• Articolo , 14 giugno 2011
  • Marson: “Abitare sostenibile, una priorità dopo la bocciatura del nucleare”

  • “Parlare di abitare sostenibile e adeguato al contesto il giorno dopo la bocciatura del nucleare ha un significato speciale. A tutti i livelli di governo sarà chiesto infatti di mettere in discussione i modelli di sviluppo finora dominanti per dare spazio all’innovazione,con particolare riguardo all’efficienza energetica e più in generale alla sostenibilità dell’edilizia, oltre che […]
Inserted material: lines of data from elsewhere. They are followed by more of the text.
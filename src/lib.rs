//! Osiris Build Variant Resolver
//!
//! The osiris resolver module interprets the declarative build configuration
//! of an Android application and resolves it into a concrete build plan for
//! each build variant. The configuration selects toolchain levels, declares
//! third-party dependencies (including version-managed bills-of-materials),
//! toggles platform compatibility shims, and picks a signing identity per
//! variant.
//!
//! The resolver does not compile, package, or sign anything. It configures
//! the external build tools that do, and it surfaces configuration mistakes
//! before any of those tools run.
//!
//! Model
//! -----
//!
//! The configuration is split into independent registries that are loaded
//! once from the manifest and never modified afterwards:
//!
//!  * The [dependency catalog](catalog) holds library coordinates, BOMs and
//!    alternatives.
//!  * The [feature toggle set](toggle) holds compatibility switches and the
//!    dependencies they require.
//!  * The [variant table](variant) holds the override layers of all build
//!    variants.
//!  * The [signing registry](signing) holds references to signing
//!    credentials.
//!  * The [base configuration](config) holds everything else.
//!
//! A variant is a sparse override over the base configuration. There is
//! exactly one base and one active variant per resolution. Variants never
//! inherit from each other.
//!
//! The [resolver](op::resolve) merges the registries for a requested variant
//! into a [build plan](plan). Resolution is a pure function of the loaded
//! state. It either yields a complete plan, or fails with an error naming
//! the offending part of the configuration.
//!
//! Manifest
//! --------
//!
//! The configuration is read from the Osiris Resolver Manifest. The manifest
//! is a TOML-formatted file usually called `osiris-resolver.toml` placed in
//! the application repository. See the [manifest](manifest) module for the
//! format. The `osiris-resolver` command-line tool parses the manifest and
//! prints the resolved plan of a variant as JSON, TOML, or Gradle project
//! properties.

pub mod catalog;
pub mod config;
pub mod manifest;
pub mod plan;
pub mod signing;
pub mod toggle;
pub mod variant;

/// Resolver Operations
///
/// The `op` module is a collection of all operations that can be performed via
/// the command-line interface. Each operation is implemented in a submodule
/// and can be used independently.
pub mod op {
    pub mod emit;
    pub mod resolve;
}
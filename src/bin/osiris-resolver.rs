//! Osiris Resolver Tooling
//!
//! This is the entry-point of `osiris-resolver`, a command-line tool to
//! resolve the build configuration of an application. Its main input is the
//! `osiris-resolver.toml` manifest, which declares the base configuration,
//! dependencies, feature toggles, signing identities and build variants of
//! an application. This tool reads the manifest and resolves it into the
//! build plan of a variant.
//!
//! This CLI is mainly a dispatcher of all the operations available in
//! `osiris_resolver::op::*`. It is a simple clap-based CLI that forwards the
//! arguments to `osiris_resolver` and visualizes the results. Every error
//! kind maps to its own exit code, so calling build tools can react to
//! specific configuration mistakes.

use clap;
use osiris_resolver;

const EXIT_MANIFEST: u8 = 1;
const EXIT_USAGE: u8 = 2;
const EXIT_OUTPUT: u8 = 3;
const EXIT_UNKNOWN_VARIANT: u8 = 10;
const EXIT_UNRESOLVED_MANAGED_VERSION: u8 = 11;
const EXIT_DUPLICATE_COORDINATE: u8 = 12;
const EXIT_UNKNOWN_SIGNING_IDENTITY: u8 = 13;
const EXIT_INVALID_SDK_RANGE: u8 = 14;
const EXIT_UNKNOWN_ALTERNATIVE: u8 = 15;
const EXIT_PLUGIN_ORDER: u8 = 16;

struct Cli {
    cmd: clap::Command,
}

fn arg_format(
    s: &str,
) -> Result<osiris_resolver::op::emit::Format, clap::error::Error> {
    s.parse().map_err(
        |_| {
            clap::error::Error::raw(
                clap::error::ErrorKind::ValueValidation,
                "Invalid output format, expected 'json', 'toml', or 'properties'",
            )
        }
    )
}

// Map resolution errors to their exit codes.
fn resolve_exit_code(error: &osiris_resolver::op::resolve::Error) -> u8 {
    use osiris_resolver::op::resolve::Error;

    match error {
        Error::UnknownVariant(_) => EXIT_UNKNOWN_VARIANT,
        Error::UnresolvedManagedVersion(_) => EXIT_UNRESOLVED_MANAGED_VERSION,
        Error::DuplicateCoordinate { .. } => EXIT_DUPLICATE_COORDINATE,
        Error::UnknownSigningIdentity { .. } => EXIT_UNKNOWN_SIGNING_IDENTITY,
        Error::InvalidSdkRange { .. } => EXIT_INVALID_SDK_RANGE,
        Error::UnknownAlternative { .. } => EXIT_UNKNOWN_ALTERNATIVE,
        Error::PluginOrder { .. } => EXIT_PLUGIN_ORDER,
    }
}

// Install the stderr log subscriber
//
// `OSIRIS_LOG` takes precedence and accepts any `EnvFilter` directive. Without
// it, only warnings are shown. `-v` enables the resolution steps logged at
// debug level, `-vv` everything.
fn init_logging(verbose: u8) {
    let level = match verbose {
        0 => "warn",
        1 => "debug",
        _ => "trace",
    };
    let filter = tracing_subscriber::EnvFilter::try_from_env("OSIRIS_LOG")
        .unwrap_or_else(|_| tracing_subscriber::EnvFilter::new(level));

    // A subscriber might already be installed when embedded. Keep it.
    let _ = tracing_subscriber::fmt()
        .with_env_filter(filter)
        .with_writer(std::io::stderr)
        .with_target(false)
        .try_init();
}

impl Cli {
    fn new() -> Self {
        let mut cmd;

        cmd = clap::Command::new("osiris-resolver")
            .propagate_version(true)
            .subcommand_required(true)
            .about("Osiris Resolver Tooling")
            .long_about("Resolve the build configuration of an application for a build variant")
            .version(clap::crate_version!());

        cmd = cmd.arg(
            clap::Arg::new("manifest")
                .long("manifest")
                .value_name("PATH")
                .help("Path to the resolver manifest relative to the working directory")
                .default_value("./osiris-resolver.toml")
                .value_parser(clap::builder::ValueParser::os_string())
                .global(true)
        );

        cmd = cmd.arg(
            clap::Arg::new("verbose")
                .short('v')
                .long("verbose")
                .help("Increase log verbosity (repeat for more)")
                .action(clap::ArgAction::Count)
                .global(true)
        );

        cmd = cmd.subcommand(
            clap::Command::new("resolve")
                .about("Resolve the build plan of a variant")
                .arg(
                    clap::Arg::new("variant")
                        .long("variant")
                        .value_name("NAME")
                        .help("Name of the build variant to resolve")
                        .required(true)
                )
                .arg(
                    clap::Arg::new("format")
                        .long("format")
                        .value_name("FORMAT")
                        .help("Output format of the build plan")
                        .default_value("json")
                        .value_parser(arg_format)
                )
                .arg(
                    clap::Arg::new("output")
                        .long("output")
                        .value_name("PATH")
                        .help("Write the build plan to the given file instead of STDOUT")
                        .value_parser(clap::builder::ValueParser::os_string())
                )
        );

        cmd = cmd.subcommand(
            clap::Command::new("check")
                .about("Resolve all variants and report their status")
        );

        cmd = cmd.subcommand(
            clap::Command::new("variants")
                .about("List all defined variants")
        );

        Self {
            cmd: cmd,
        }
    }

    fn resolver(
        &self,
        m: &clap::ArgMatches,
    ) -> Result<osiris_resolver::op::resolve::Resolver, u8> {
        // Unwrap the manifest-path from the argument. It has a default value,
        // so it is always present.
        let manifest_path = m.get_one::<std::ffi::OsString>("manifest")
            .map(std::path::Path::new)
            .ok_or(EXIT_USAGE)?;

        // Parse the manifest from the path and load it.
        let manifest = osiris_resolver::manifest::Manifest::parse_path(manifest_path)
            .and_then(|v| v.load());
        match manifest {
            Err(e) => {
                eprintln!("Cannot load resolver manifest {:?}: {}", manifest_path, e);
                Err(EXIT_MANIFEST)
            },
            Ok(v) => {
                Ok(v)
            },
        }
    }

    fn op_resolve(
        &self,
        m: &clap::ArgMatches,
        m_op: &clap::ArgMatches,
    ) -> Result<(), u8> {
        let resolver = self.resolver(m)?;
        let variant = m_op.get_one::<String>("variant").ok_or(EXIT_USAGE)?;
        let format = *m_op.get_one::<osiris_resolver::op::emit::Format>("format")
            .ok_or(EXIT_USAGE)?;
        let output = m_op.get_one::<std::ffi::OsString>("output");

        let plan = resolver.resolve(variant).map_err(|e| {
            eprintln!("Cannot resolve variant '{}': {}", variant, e);
            resolve_exit_code(&e)
        })?;

        match output {
            Some(path) => {
                osiris_resolver::op::emit::emit(&plan, format, std::path::Path::new(path))
                    .map_err(|e| {
                        eprintln!("Cannot emit build plan: {}", e);
                        EXIT_OUTPUT
                    })?;
            },
            None => {
                let content = osiris_resolver::op::emit::render(&plan, format)
                    .map_err(|e| {
                        eprintln!("Cannot emit build plan: {}", e);
                        EXIT_OUTPUT
                    })?;
                print!("{}", content);
            },
        }

        Ok(())
    }

    fn op_check(
        &self,
        m: &clap::ArgMatches,
    ) -> Result<(), u8> {
        let resolver = self.resolver(m)?;
        let mut r = Ok(());

        for (name, result) in resolver.resolve_all() {
            match result {
                Ok(_) => println!("{}: ok", name),
                Err(e) => {
                    println!("{}: {}", name, e);
                    if r.is_ok() {
                        r = Err(resolve_exit_code(&e));
                    }
                },
            }
        }

        r
    }

    fn op_variants(
        &self,
        m: &clap::ArgMatches,
    ) -> Result<(), u8> {
        let resolver = self.resolver(m)?;

        for name in resolver.variants().names() {
            println!("{}", name);
        }

        Ok(())
    }

    fn run(mut self) -> Result<(), u8> {
        let (m, r);

        r = self.cmd.try_get_matches_from_mut(
            std::env::args_os(),
        );

        match r {
            Ok(v) => m = v,
            Err(e) => {
                // Failing to print usage information is not actionable.
                let _ = e.print();
                return match e.kind() {
                    clap::error::ErrorKind::DisplayHelp |
                    clap::error::ErrorKind::DisplayVersion => Ok(()),
                    _ => Err(EXIT_USAGE),
                }
            }
        }

        init_logging(m.get_count("verbose"));

        match m.subcommand() {
            Some(("resolve", m_op)) => self.op_resolve(&m, m_op),
            Some(("check", _)) => self.op_check(&m),
            Some(("variants", _)) => self.op_variants(&m),
            _ => std::unreachable!(),
        }
    }
}

fn main() -> std::process::ExitCode {
    match Cli::new().run() {
        Ok(()) => 0.into(),
        Err(v) => v.into(),
    }
}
“Parlare di abitare sostenibile e adeguato al contesto il giorno dopo la bocciatura del nucleare ha un significato speciale. A tutti i livelli di governo sarà chiesto infatti di mettere in discussione i modelli di sviluppo finora dominanti per dare spazio all’innovazione,con particolare riguardo all’efficienza energetica e più in generale alla sostenibilità dell’edilizia, oltre che alla produzione di energia da fonti rinnovabili”.

Lo ha detto oggi l’assessore regionale al governo del territorio, Anna Marson, concludendo i lavori del convegno di presentazione del progetto di ricerca “Abitare mediterraneo”, finanziato dalla Regione Toscana nell’ambito del Por Creo Fesr 2007-2013 e sviluppato dall’università di Firenze in sinergia con aziende toscane.
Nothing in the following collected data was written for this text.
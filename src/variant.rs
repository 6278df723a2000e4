//! Variant Definition Table
//!
//! Variants are named override layers over the base configuration, like
//! `debug` or `release`. The model is strictly two-level: a variant
//! overrides the base, but never another variant.

/// Variant Overrides
///
/// Sparse record of values a variant replaces. Any field left unset
/// inherits the value of the base configuration. Map-typed fields replace
/// the base value per entry.
#[derive(Clone, Debug, Default, Eq, PartialEq)]
pub struct Overrides {
    /// Name of the signing identity to use instead of the base identity.
    pub signing: Option<String>,
    pub toggles: std::collections::BTreeMap<String, bool>,
    pub alternatives: std::collections::BTreeMap<String, String>,

    pub min_sdk: Option<u32>,
    pub target_sdk: Option<u32>,
    pub compile_sdk: Option<u32>,

    pub version_code: Option<u32>,
    pub version_name: Option<String>,
    /// Appended to the base application ID.
    pub application_id_suffix: Option<String>,
    /// Appended to the effective version name.
    pub version_name_suffix: Option<String>,

    pub debuggable: Option<bool>,
    pub minify: Option<bool>,
}

/// Build Variant
#[derive(Clone, Debug, Eq, PartialEq)]
pub struct Variant {
    pub name: String,
    pub overrides: Overrides,
}

/// No variant with the given name is defined.
#[derive(Clone, Debug, Eq, PartialEq, thiserror::Error)]
#[error("unknown variant '{0}'")]
pub struct UnknownVariant(pub String);

/// A variant with the given name is already defined.
#[derive(Clone, Debug, Eq, PartialEq, thiserror::Error)]
#[error("variant '{0}' is defined more than once")]
pub struct DuplicateVariant(pub String);

/// Variant Definition Table
///
/// The table keeps variants in definition order.
#[derive(Clone, Debug, Default)]
pub struct VariantTable {
    variants: Vec<Variant>,
}

impl VariantTable {
    pub fn new() -> Self {
        Default::default()
    }

    /// Define a variant
    ///
    /// Add a new variant with the given overrides. Names must be unique
    /// within the table.
    pub fn define_variant(
        &mut self,
        name: impl Into<String>,
        overrides: Overrides,
    ) -> Result<(), DuplicateVariant> {
        let name = name.into();

        if self.variants.iter().any(|v| v.name == name) {
            return Err(DuplicateVariant(name));
        }

        self.variants.push(Variant {
            name: name,
            overrides: overrides,
        });

        Ok(())
    }

    /// Look up a variant by name.
    pub fn get_variant(&self, name: &str) -> Result<&Variant, UnknownVariant> {
        self.variants.iter()
            .find(|v| v.name == name)
            .ok_or_else(|| UnknownVariant(name.to_string()))
    }

    /// Iterate variant names in definition order.
    pub fn names(&self) -> impl Iterator<Item = &str> {
        self.variants.iter().map(|v| v.name.as_str())
    }

    pub fn len(&self) -> usize {
        self.variants.len()
    }

    pub fn is_empty(&self) -> bool {
        self.variants.is_empty()
    }
}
“Ciò cui dobbiamo dare risposta – ha proseguito l’assessore – come evidenziato dalle forti aspettative su questo progetto, riguarda la consistente domanda di innovazione in campo edilizio e urbanistico, non limitandoci ai singoli edifici ma agli insediamenti e quartieri nel loro insieme, per riuscire ad anticipare gli effetti dei cambiamenti climatici in atto, chiaramente percepibili, e dell’aumento del prezzo delle commodities”.
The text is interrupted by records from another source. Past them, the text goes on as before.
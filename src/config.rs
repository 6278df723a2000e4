//! Base Configuration
//!
//! The base configuration holds every setting of the application that is
//! not a dependency, a toggle, or a signing identity. Variants override it
//! sparsely. The values map one-to-one to their equivalents in the Android
//! Gradle plugin.

/// SDK Levels
///
/// The Android API levels an application is built against. A valid
/// configuration satisfies `min <= target <= compile`.
#[derive(Clone, Copy, Debug, Eq, PartialEq, serde::Serialize)]
#[serde(rename_all = "kebab-case")]
pub struct Sdk {
    pub min: u32,
    pub target: u32,
    pub compile: u32,
}

/// Java Compatibility
#[derive(Clone, Debug, Eq, PartialEq, serde::Serialize)]
#[serde(rename_all = "kebab-case")]
pub struct Java {
    pub source_compatibility: String,
    pub target_compatibility: String,
    pub jvm_target: String,
}

/// Build Plugin
///
/// A Gradle plugin applied to the application. `after` lists plugins that
/// must be applied before this one.
#[derive(Clone, Debug, Eq, PartialEq)]
pub struct Plugin {
    pub id: String,
    pub after: Vec<String>,
}

/// Base Configuration
#[derive(Clone, Debug, Eq, PartialEq)]
pub struct Base {
    pub namespace: String,
    pub application_id: String,
    pub sdk: Sdk,
    pub ndk_version: Option<String>,
    pub version_code: u32,
    pub version_name: String,
    pub java: Java,
    pub plugins: Vec<Plugin>,
    /// Default signing identity. `None` leaves the build unsigned.
    pub signing: Option<String>,
    pub debuggable: bool,
    pub minify: bool,
}

impl Sdk {
    /// Check `min <= target <= compile`.
    pub fn is_valid(&self) -> bool {
        self.min <= self.target && self.target <= self.compile
    }
}

impl Default for Java {
    fn default() -> Self {
        Self {
            source_compatibility: "1.8".to_string(),
            target_compatibility: "1.8".to_string(),
            jvm_target: "1.8".to_string(),
        }
    }
}

impl Plugin {
    pub fn new(id: impl Into<String>) -> Self {
        Self {
            id: id.into(),
            after: Vec::new(),
        }
    }

    pub fn after(mut self, id: impl Into<String>) -> Self {
        self.after.push(id.into());
        self
    }
}

/// Verify plugin ordering
///
/// Check that every plugin is listed after all plugins named in its `after`
/// list. A required predecessor that is missing entirely is a violation as
/// well. On failure, the offending `(plugin, predecessor)` pair is returned.
pub fn verify_plugin_order(plugins: &[Plugin]) -> Result<(), (String, String)> {
    for (i, plugin) in plugins.iter().enumerate() {
        for after in plugin.after.iter() {
            if !plugins[..i].iter().any(|v| v.id == *after) {
                return Err((plugin.id.clone(), after.clone()));
            }
        }
    }

    Ok(())
}
#[cfg(test)]
mod tests {
    use super::*;

    fn firebase_bom(version: &str, auth: &str) -> Bom {
        Bom::new(
            Key::new("com.google.firebase", "firebase-bom"),
            version,
            [(Key::new("com.google.firebase", "firebase-auth"), auth.to_string())],
        )
    }

    // Verify coordinate parsing
    //
    // Two-part coordinates are managed, three-part coordinates are explicit.
    // Anything else, as well as empty parts, is refused.
    #[test]
    fn coordinate_parse() {
        let c: Coordinate = "com.google.firebase:firebase-auth".parse().unwrap();
        assert_eq!(c.version, Version::Managed);
        assert_eq!(c.scope, Scope::Implementation);

        let c: Coordinate = "androidx.multidex:multidex:2.0.1".parse().unwrap();
        assert_eq!(c.version, Version::Explicit("2.0.1".to_string()));
        assert_eq!(c.to_string(), "androidx.multidex:multidex:2.0.1");

        assert!("multidex".parse::<Coordinate>().is_err());
        assert!("a::1".parse::<Coordinate>().is_err());
        assert!("a:b:c:d".parse::<Coordinate>().is_err());
        assert!("a:b c".parse::<Coordinate>().is_err());
        assert!("a:b:1".parse::<Key>().is_err());
    }

    // Verify managed coordinates are resolved through BOM pins
    #[test]
    fn resolve_managed() {
        let mut catalog = Catalog::new();
        catalog.add_bom(firebase_bom("34.4.0", "34.4.0"));
        catalog.add_dependency(Coordinate::managed("com.google.firebase", "firebase-auth"));

        let r = catalog.resolve().unwrap();
        assert_eq!(r.len(), 1);
        assert_eq!(r[0].coordinate(), "com.google.firebase:firebase-auth:34.4.0");
        assert_eq!(r[0].pinned_by.as_deref(), Some("com.google.firebase:firebase-bom:34.4.0"));
    }

    // Verify unpinned managed coordinates fail
    #[test]
    fn resolve_managed_unpinned() {
        let mut catalog = Catalog::new();
        catalog.add_bom(firebase_bom("34.4.0", "34.4.0"));
        catalog.add_dependency(Coordinate::managed("com.google.firebase", "firebase-firestore"));

        assert_eq!(
            catalog.resolve().unwrap_err(),
            Error::UnresolvedManagedVersion(Key::new("com.google.firebase", "firebase-firestore")),
        );

        let mut catalog = Catalog::new();
        catalog.add_dependency(Coordinate::managed("com.google.firebase", "firebase-auth"));
        assert!(matches!(catalog.resolve(), Err(Error::UnresolvedManagedVersion(_))));
    }

    // Verify explicit versions win over BOM pins
    //
    // Registering a BOM pin of `1.0` and an explicit `2.0` yields `2.0`,
    // regardless of whether a managed declaration comes first.
    #[test]
    fn resolve_explicit_over_pin() {
        let mut catalog = Catalog::new();
        catalog.add_bom(firebase_bom("1.0", "1.0"));
        catalog.add_dependency(Coordinate::managed("com.google.firebase", "firebase-auth"));
        catalog.add_dependency(Coordinate::explicit("com.google.firebase", "firebase-auth", "2.0"));

        let r = catalog.resolve().unwrap();
        assert_eq!(r.len(), 1);
        assert_eq!(r[0].version, "2.0");
        assert_eq!(r[0].pinned_by, None);
    }

    // Verify the last registered BOM wins on conflicting pins
    #[test]
    fn resolve_last_bom_wins() {
        let mut catalog = Catalog::new();
        catalog.add_bom(firebase_bom("33.0.0", "33.0.0"));
        catalog.add_bom(firebase_bom("34.4.0", "34.4.0"));
        catalog.add_dependency(Coordinate::managed("com.google.firebase", "firebase-auth"));

        let r = catalog.resolve().unwrap();
        assert_eq!(r[0].version, "34.4.0");
    }

    // Verify conflicting explicit versions are refused, but repeated
    // identical declarations are merged.
    #[test]
    fn resolve_duplicates() {
        let mut catalog = Catalog::new();
        catalog.add_dependency(Coordinate::explicit("androidx.multidex", "multidex", "2.0.1"));
        catalog.add_dependency(
            Coordinate::explicit("androidx.multidex", "multidex", "2.0.1")
                .with_scope(Scope::Api),
        );

        let r = catalog.resolve().unwrap();
        assert_eq!(r.len(), 1);
        assert_eq!(r[0].scope, Scope::Implementation);

        catalog.add_dependency(Coordinate::explicit("androidx.multidex", "multidex", "2.0.0"));
        assert_eq!(
            catalog.resolve().unwrap_err(),
            Error::DuplicateCoordinate {
                key: Key::new("androidx.multidex", "multidex"),
                first: "2.0.1".to_string(),
                second: "2.0.0".to_string(),
            },
        );
    }

    // Verify resolution keeps declaration order
    #[test]
    fn resolve_order() {
        let mut catalog = Catalog::new();
        catalog.add_dependency(Coordinate::explicit("b", "b", "1"));
        catalog.add_dependency(Coordinate::explicit("a", "a", "1"));
        catalog.add_dependency(Coordinate::explicit("c", "c", "1"));

        let r: Vec<String> = catalog.resolve().unwrap()
            .iter()
            .map(|v| v.artifact.clone())
            .collect();
        assert_eq!(r, ["b", "a", "c"]);
    }

    // Verify alternatives contribute exactly their selected option
    #[test]
    fn resolve_alternatives() {
        let mut catalog = Catalog::new();
        catalog.add_bom(Bom::new(
            Key::new("com.google.firebase", "firebase-bom"),
            "34.4.0",
            [
                (Key::new("com.google.firebase", "firebase-auth"), "34.4.0".to_string()),
                (Key::new("com.google.firebase", "firebase-auth-ktx"), "23.2.1".to_string()),
            ],
        ));
        catalog.add_alternative(Alternative::new(
            "firebase-auth",
            "standard",
            [
                ("standard".to_string(), Coordinate::managed("com.google.firebase", "firebase-auth")),
                ("ktx".to_string(), Coordinate::managed("com.google.firebase", "firebase-auth-ktx")),
            ],
        ).unwrap());

        let r = catalog.resolve().unwrap();
        assert_eq!(r.len(), 1);
        assert_eq!(r[0].artifact, "firebase-auth");

        let mut selections = std::collections::BTreeMap::new();
        selections.insert("firebase-auth".to_string(), "ktx".to_string());
        let r = catalog.resolve_with(&selections).unwrap();
        assert_eq!(r.len(), 1);
        assert_eq!(r[0].coordinate(), "com.google.firebase:firebase-auth-ktx:23.2.1");

        selections.insert("firebase-auth".to_string(), "legacy".to_string());
        assert!(matches!(
            catalog.resolve_with(&selections),
            Err(Error::UnknownAlternative { .. }),
        ));

        assert!(Alternative::new("x", "missing", std::iter::empty()).is_err());
    }

    // Verify resolution does not modify the catalog
    #[test]
    fn resolve_pure() {
        let mut catalog = Catalog::new();
        catalog.add_bom(firebase_bom("34.4.0", "34.4.0"));
        catalog.add_dependency(Coordinate::managed("com.google.firebase", "firebase-auth"));

        let a = catalog.resolve().unwrap();
        let b = catalog.resolve().unwrap();
        assert_eq!(a, b);
        assert_eq!(catalog.dependencies().len(), 1);
        assert_eq!(catalog.dependencies()[0].version, Version::Managed);
    }
}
L’approfondimento da produrre, sollecitato anche dalla “Carta di Abitare mediterraneo” presentata oggi, riguarda secondo Marson sia l’utilità e la fattibilità di una certificazione “mediterranea”, alternativa a quelle oggi dominanti, importate da altri contesti, che la possibilità di promuovere filiere toscane di componenti per l’edilizia sostenibile. Per sostenere questo processo le diverse competenze regionali in materia oggi frammentate devono essere messe a sistema”.

“L’immagine della Toscana rispetto a queste potenziali innovazioni nell’abitare sostenibile – ha concluso l’assessore – può costituire un valore aggiunto significativo. Anche questa è una strada per uscire dalla attuale crisi dell’edilizia”.